The release notes lists a few minor features and the biggest one seems to be support for CSS Animations.That’s great, I guess, but why does that warrant a bump from version 4 to version 5.
Firefox used to be very slow when it came to releases. (It’s still very slow when it comes to actual usage.) This new fast release pace is probably to compete with Google Chrome, which has a very aggressive release cycle and fast iteration. I like fast progress, but I don’t like the devaluation of version numbers. If a small amount of features warrants a full version number jump then the users will quickly tire of updating.

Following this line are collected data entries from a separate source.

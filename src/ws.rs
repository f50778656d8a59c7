//! WebSocket plumbing for the webtty transport.
//!
//! Thin wrapper around `tokio-tungstenite` providing type-isolated
//! reader/writer halves. [`crate::transport::websocket`] is the only
//! consumer; everything else talks to the [`crate::transport::Transport`]
//! trait.
//!
//! A single [`connect`] function handles URL→request building, the
//! `Sec-WebSocket-Protocol` negotiation and TLS. It returns a
//! ([`WsWriter`], [`WsReader`]) pair ready for use in `tokio::select!` loops.

use anyhow::{Context, Result};
use futures_util::{SinkExt, StreamExt};
use tokio_tungstenite::tungstenite;

/// Concrete WebSocket stream type (avoids repeating the generic everywhere).
type WsStream = tokio_tungstenite::WebSocketStream<
    tokio_tungstenite::MaybeTlsStream<tokio::net::TcpStream>,
>;

/// Received WebSocket message.
#[derive(Debug)]
pub enum WsMessage {
    /// UTF-8 text frame.
    Text(String),
    /// Binary frame.
    Binary(Vec<u8>),
    /// Close frame with status code and reason.
    Close {
        /// WebSocket close code (1000 = normal, 1005 = no code).
        code: u16,
        /// Human-readable close reason.
        reason: String,
    },
}

/// Write half of a WebSocket connection.
#[derive(Debug)]
pub struct WsWriter {
    sink: futures_util::stream::SplitSink<WsStream, tungstenite::Message>,
}

impl WsWriter {
    /// Send a UTF-8 text frame.
    ///
    /// # Errors
    ///
    /// Returns an error if the send fails (connection closed, I/O error).
    pub async fn send_text(&mut self, text: &str) -> Result<()> {
        self.sink
            .send(tungstenite::Message::Text(text.to_string()))
            .await
            .context("WebSocket send_text failed")
    }

    /// Send a close frame without a status code.
    ///
    /// # Errors
    ///
    /// Returns an error if the send fails.
    pub async fn send_close(&mut self) -> Result<()> {
        self.sink
            .send(tungstenite::Message::Close(None))
            .await
            .context("WebSocket send_close failed")
    }
}

/// Read half of a WebSocket connection.
#[derive(Debug)]
pub struct WsReader {
    stream: futures_util::stream::SplitStream<WsStream>,
}

impl WsReader {
    /// Receive the next message, returning `None` when the stream ends.
    ///
    /// Ping/pong and raw frames are handled by tungstenite and skipped here.
    pub async fn recv(&mut self) -> Option<Result<WsMessage>> {
        loop {
            match self.stream.next().await {
                Some(Ok(tungstenite::Message::Text(text))) => {
                    return Some(Ok(WsMessage::Text(text.to_string())));
                }
                Some(Ok(tungstenite::Message::Binary(data))) => {
                    return Some(Ok(WsMessage::Binary(data.to_vec())));
                }
                Some(Ok(tungstenite::Message::Close(close_frame))) => {
                    let (code, reason) = close_frame
                        .map(|cf| (cf.code.into(), cf.reason.to_string()))
                        .unwrap_or((1005, String::new()));
                    return Some(Ok(WsMessage::Close { code, reason }));
                }
                Some(Ok(
                    tungstenite::Message::Ping(_)
                    | tungstenite::Message::Pong(_)
                    | tungstenite::Message::Frame(_),
                )) => continue,
                Some(Err(e)) => {
                    return Some(Err(anyhow::anyhow!("WebSocket read error: {e}")));
                }
                None => return None,
            }
        }
    }
}

/// Connect to a WebSocket URL offering the given sub-protocols.
///
/// # Errors
///
/// Returns an error if the URL is invalid, the protocol list cannot be
/// encoded as a header, or the WebSocket handshake fails.
pub async fn connect(url: &str, protocols: &[&str]) -> Result<(WsWriter, WsReader)> {
    use tungstenite::client::IntoClientRequest;

    let mut request = url
        .into_client_request()
        .with_context(|| format!("invalid WebSocket URL: {url}"))?;

    if !protocols.is_empty() {
        let value = tungstenite::http::HeaderValue::from_str(&protocols.join(", "))
            .context("invalid Sec-WebSocket-Protocol value")?;
        request
            .headers_mut()
            .insert(tungstenite::http::header::SEC_WEBSOCKET_PROTOCOL, value);
    }

    let (ws_stream, _response) = tokio_tungstenite::connect_async(request)
        .await
        .context("WebSocket connect failed")?;

    let (sink, stream) = ws_stream.split();

    Ok((WsWriter { sink }, WsReader { stream }))
}

/// Convert an HTTP(S) URL to WS(S) scheme.
///
/// Passes `ws://` and `wss://` through unchanged.
#[must_use]
pub fn http_to_ws_scheme(url: &str) -> String {
    if url.starts_with("wss://") || url.starts_with("ws://") {
        url.to_string()
    } else {
        url.replace("https://", "wss://")
            .replace("http://", "ws://")
    }
}

/// Build the terminal socket endpoint for a session page URL.
///
/// The server mounts the socket at `<page>/ws`; query strings and
/// fragments on the page URL are dropped.
#[must_use]
pub fn endpoint_url(page_url: &str) -> String {
    let base = http_to_ws_scheme(page_url);
    let base = base
        .split(['?', '#'])
        .next()
        .unwrap_or_default()
        .trim_end_matches('/');
    if base.ends_with("/ws") {
        base.to_string()
    } else {
        format!("{base}/ws")
    }
}
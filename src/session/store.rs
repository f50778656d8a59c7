//! Backing stores for [`super::SessionAdmission`] state.
//!
//! The admission counter is per client, not per process: every terminal
//! the user has open counts against the same limit. [`FileStore`] keeps the
//! record in a JSON file in the config directory so concurrent `webtty`
//! processes see one counter; [`MemoryStore`] keeps it in the process.
//!
//! ```text
//! update(f)
//!   ├── acquire <file>.lock   (create_new; stale after STALE_LOCK_AGE)
//!   ├── read <file>           (missing or corrupt → empty record)
//!   ├── f(&mut record)
//!   ├── write <file>.tmp + rename
//!   └── remove <file>.lock
//! ```

use std::fs::{self, OpenOptions};
use std::io::ErrorKind;
use std::path::{Path, PathBuf};
use std::sync::{Mutex, PoisonError};
use std::time::{Duration, Instant, SystemTime};

use chrono::{DateTime, Utc};
use serde::{Deserialize, Serialize};

/// How long to wait for another process to release the lock.
const LOCK_TIMEOUT: Duration = Duration::from_secs(2);

/// Lock files older than this belong to a process that died mid-update.
const STALE_LOCK_AGE: Duration = Duration::from_secs(10);

const LOCK_RETRY: Duration = Duration::from_millis(10);

/// Persisted admission counter.
#[derive(Debug, Clone, Copy, Default, PartialEq, Eq, Serialize, Deserialize)]
pub struct AdmissionRecord {
    /// Open transports counted against the limit.
    pub count: u32,
    /// Start of the current admission window.
    pub window_start: Option<DateTime<Utc>>,
}

/// Shared storage for the admission record.
///
/// `update` runs `f` as one atomic read-modify-write and returns the
/// record as stored afterwards. Storage failures are logged, never
/// returned: admission must keep working without a writable disk.
pub trait AdmissionStore: Send + Sync + std::fmt::Debug {
    /// Atomically read, modify and store the record.
    fn update(&self, f: &mut dyn FnMut(&mut AdmissionRecord)) -> AdmissionRecord;
}

/// Process-local store.
#[derive(Debug, Default)]
pub struct MemoryStore {
    record: Mutex<AdmissionRecord>,
}

impl MemoryStore {
    /// Empty store.
    pub fn new() -> Self {
        Self::default()
    }
}

impl AdmissionStore for MemoryStore {
    fn update(&self, f: &mut dyn FnMut(&mut AdmissionRecord)) -> AdmissionRecord {
        let mut record = self.record.lock().unwrap_or_else(PoisonError::into_inner);
        f(&mut record);
        *record
    }
}

/// Store shared between processes through a JSON file.
#[derive(Debug)]
pub struct FileStore {
    path: PathBuf,
    lock_path: PathBuf,
    // Serializes threads of this process before they race for the lock file
    local: Mutex<()>,
}

impl FileStore {
    /// Store backed by `path` (created on first update).
    pub fn new(path: impl Into<PathBuf>) -> Self {
        let path = path.into();
        let lock_path = with_suffix(&path, "lock");
        Self {
            path,
            lock_path,
            local: Mutex::new(()),
        }
    }

    /// Backing file.
    pub fn path(&self) -> &Path {
        &self.path
    }

    fn read(&self) -> AdmissionRecord {
        match fs::read_to_string(&self.path) {
            Ok(content) => serde_json::from_str(&content).unwrap_or_else(|e| {
                log::warn!(
                    "[admission] Ignoring corrupt state in {}: {e}",
                    self.path.display()
                );
                AdmissionRecord::default()
            }),
            Err(e) if e.kind() == ErrorKind::NotFound => AdmissionRecord::default(),
            Err(e) => {
                log::warn!("[admission] Failed to read {}: {e}", self.path.display());
                AdmissionRecord::default()
            }
        }
    }

    fn write(&self, record: &AdmissionRecord) {
        let tmp = with_suffix(&self.path, "tmp");
        let result = serde_json::to_string(record)
            .map_err(std::io::Error::other)
            .and_then(|json| fs::write(&tmp, json))
            .and_then(|()| fs::rename(&tmp, &self.path));
        if let Err(e) = result {
            log::warn!("[admission] Failed to write {}: {e}", self.path.display());
        }
    }

    /// Take the cross-process lock. Returns whether it is held.
    fn lock(&self) -> bool {
        let deadline = Instant::now() + LOCK_TIMEOUT;
        loop {
            match OpenOptions::new()
                .write(true)
                .create_new(true)
                .open(&self.lock_path)
            {
                Ok(_) => return true,
                Err(e) if e.kind() == ErrorKind::AlreadyExists => {
                    if self.lock_is_stale() {
                        log::warn!(
                            "[admission] Removing stale lock {}",
                            self.lock_path.display()
                        );
                        let _ = fs::remove_file(&self.lock_path);
                        continue;
                    }
                    if Instant::now() >= deadline {
                        log::warn!(
                            "[admission] Timed out waiting for {}",
                            self.lock_path.display()
                        );
                        return false;
                    }
                    std::thread::sleep(LOCK_RETRY);
                }
                Err(e) => {
                    log::warn!(
                        "[admission] Cannot create {}: {e}",
                        self.lock_path.display()
                    );
                    return false;
                }
            }
        }
    }

    fn lock_is_stale(&self) -> bool {
        fs::metadata(&self.lock_path)
            .and_then(|m| m.modified())
            .ok()
            .and_then(|modified| SystemTime::now().duration_since(modified).ok())
            .is_some_and(|age| age > STALE_LOCK_AGE)
    }

    fn unlock(&self) {
        if let Err(e) = fs::remove_file(&self.lock_path) {
            log::warn!(
                "[admission] Failed to remove {}: {e}",
                self.lock_path.display()
            );
        }
    }
}

impl AdmissionStore for FileStore {
    fn update(&self, f: &mut dyn FnMut(&mut AdmissionRecord)) -> AdmissionRecord {
        let _local = self.local.lock().unwrap_or_else(PoisonError::into_inner);
        // Without the lock the update still happens, unserialized
        let locked = self.lock();

        let mut record = self.read();
        let before = record;
        f(&mut record);
        if record != before {
            self.write(&record);
        }

        if locked {
            self.unlock();
        }
        record
    }
}

fn with_suffix(path: &Path, suffix: &str) -> PathBuf {
    let mut name = path.as_os_str().to_owned();
    name.push(".");
    name.push(suffix);
    PathBuf::from(name)
}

The big difference in my opinion between Firefox and Chrome releases is that all tough they both nowadays want to bump version often, it irritates me a lot more when Firefox does it. The reason for this is that Chrome updates is absolutely silent. Nothing informs me that an update is available, it just installs. Once it installs nothing informs me that there has been an update, it just works slightly better than before. This is far less obtrusive and don’t have the same devaluating effect.
So great news Firefox, I guess, but a bump to 4.1 instead of 5 would have felt a lot more motivated. (The worst is that I recall reading/hearing something about Microsoft adopting the same aggressive versioning.)